The oilsands are undoubtedly a project which needs to be discussed, but it’s crucial that the conversation remains civil.

  • Taegan

    …but, you didn’t really give any evidence of how things he said were false, just that something he said as a metaphor was a bit hyperbolic and might have hit a bit off-mark. I honestly haven’t been following Neil Young’s presence in the press recently, but resource exploitation and destruction on traditional lands is a real issue, and not one Neil is making up. It’s certainly not fair to compare him to McCarthy.

  • A.E. Matheson

    Looking at pictures of the oil sands photos and Hiroshima photos, I do not find any hyperbole in the comparison. Have heard Mr. Young in interview and heard passion, but nothing uncivil.

    • angry foodie

      Pictures are not the basis of the hyperbole. Reality is.

      Mining isn’t pretty. Never has been. But comparing an ugly mining operation to dropping a nuclear bomb and killing 135 000 people is hysteric hyperbole, no matter what a picture looks like.

  • Dylan

    Unlike McCarthy, Young’s criticism of the oilsands is supported by science. His statement was along the lines of “It looks like Hiroshima.” This statement does not diminish the devastation that occurred in Hiroshima. We can use this comparison to ask ourselves if we are perhaps making a mistake. I see no wrongdoing here.

    • angry foodie

      Using Hiroshima to describe anything other than the deadly potential of nuclear bombs on civilian populations diminishes the devastation that occurred in Hiroshima.

      Sorry, it’s like comparing Auschwitz to a Fort Mac work camp because the architecture is similarly utilitarian.

      They might look exactly the same, but one was a house of horrors while one just is not pretty.

  • G G

    Young might not have all the facts, but neither do oil-sands developers.
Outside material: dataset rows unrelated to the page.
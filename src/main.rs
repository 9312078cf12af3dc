//! CLI entry point: Markdown in on stdin, HTML out on stdout.
//!
//! This binary is the harness-facing shell around the library; the
//! interesting work all happens in [`marktree::parse_document`] and
//! [`marktree::format_document`].

use std::io::{self, Read, Write};
use std::process::ExitCode;

use clap::Parser as ClapParser;
use typed_arena::Arena;

use marktree::{format_document, parse_document, Options};

/// Convert CommonMark input to HTML.
#[derive(ClapParser, Debug)]
#[command(name = "marktree", version, about)]
struct Cli {
    /// Treat soft line breaks as hard line breaks.
    #[arg(long)]
    hardbreaks: bool,

    /// Allow raw HTML and otherwise-dangerous link destinations through
    /// verbatim instead of escaping/stripping them.
    #[arg(long = "unsafe")]
    unsafe_: bool,

    /// Use `<pre lang="LANG">` instead of `<code class="language-LANG">`
    /// for fenced code blocks with an info string.
    #[arg(long = "github-pre-lang")]
    github_pre_lang: bool,

    /// Suppress the diagnostic written to stderr on an I/O failure.
    #[arg(short, long)]
    quiet: bool,
}

fn main() -> ExitCode {
    let cli = Cli::parse();

    let mut source = String::new();
    if let Err(e) = io::stdin().read_to_string(&mut source) {
        if !cli.quiet {
            eprintln!("marktree: failed to read stdin: {}", e);
        }
        return ExitCode::FAILURE;
    }

    let options = Options {
        hardbreaks: cli.hardbreaks,
        unsafe_: cli.unsafe_,
        github_pre_lang: cli.github_pre_lang,
    };

    let arena = Arena::new();
    let root = parse_document(&arena, &source, &options);

    let mut output = String::new();
    if format_document(root, &options, &mut output).is_err() {
        if !cli.quiet {
            eprintln!("marktree: internal error: renderer produced invalid UTF-8");
        }
        return ExitCode::FAILURE;
    }

    if let Err(e) = io::stdout().write_all(output.as_bytes()) {
        if !cli.quiet {
            eprintln!("marktree: failed to write stdout: {}", e);
        }
        return ExitCode::FAILURE;
    }

    ExitCode::SUCCESS
}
It is misguided to compare an accomplished musician and environmental activist (Young) to a floozy conspiracy theorist (McCarthy).

  • john

    John: The only real hyperbole here is the comparison of Young with McCarthy

  • angry foodie

    Well, Young also did criticize Keystone for piping oil to China.

    Too bad Keystone is piping it to Gulf refineries for US consumption, not China. Getting his pipelines confused I suppose.

    If you are going to be a spokesman for something, you best have your facts down pat.

    The tarsands have brought many thousands of Canadians high-paying jobs. Some of the more industrious students at the University of Saskatchewan set themselves up to pursue a profession by working in the Alberta oil industry.

    Of course there are negatives to them. No one denies that. Mining is not pretty.

    In my view, it is a delicate balance. So long as global crude prices make the extraction of Alberta bitumen profitable, it will continue.

    You know what shut the tarsands down fast? 2009, when oil hit $35 a barrel. Entire operation went on holidays.

    Oil under $60 a barrel will not be profitable and the tarsands will not operate. Young offers pithy critiques but no solutions to the larger problems. Some of his apologists give him credit for spreading “awareness”. Well, you know something? Anyone who was not aware of the tarsands before Neil Young came out opposed to them ain’t gonna remember them 4 months from now. Don’t pretend that awareness is what we need anymore. We have plenty of awareness. What we need are practical solutions to the problem of growing global energy demand amidst an increasing scarcity of energy resources.

  • J

    There’s a good line of reasoning that quiets mouths and draws eyes to shoelaces.

    Some things you can’t make safe.

    Here you have a toxic substance being transported in mass quantities via aging pipelines made out of plain old carbon steel carrying corrosive material, put together by plain old people. Quality control and monitor it all you like, it ends badly; there will be blood. <—(watch the movie)

  • Steve French

    Neil Young is a fucking saint, shut your mouth Quon.
    What has Neil Young done? A fuckload of activism, millions upon millions raised personally and through concerts for many charities. He’s Canada’s greatest export. Platinum record after platinum record. He’s building an electric car. He’s touched the lives of many.
    What has Quon done? Wrote this article.
    You’re done Quon. Back up the typewriter. You’re off the team.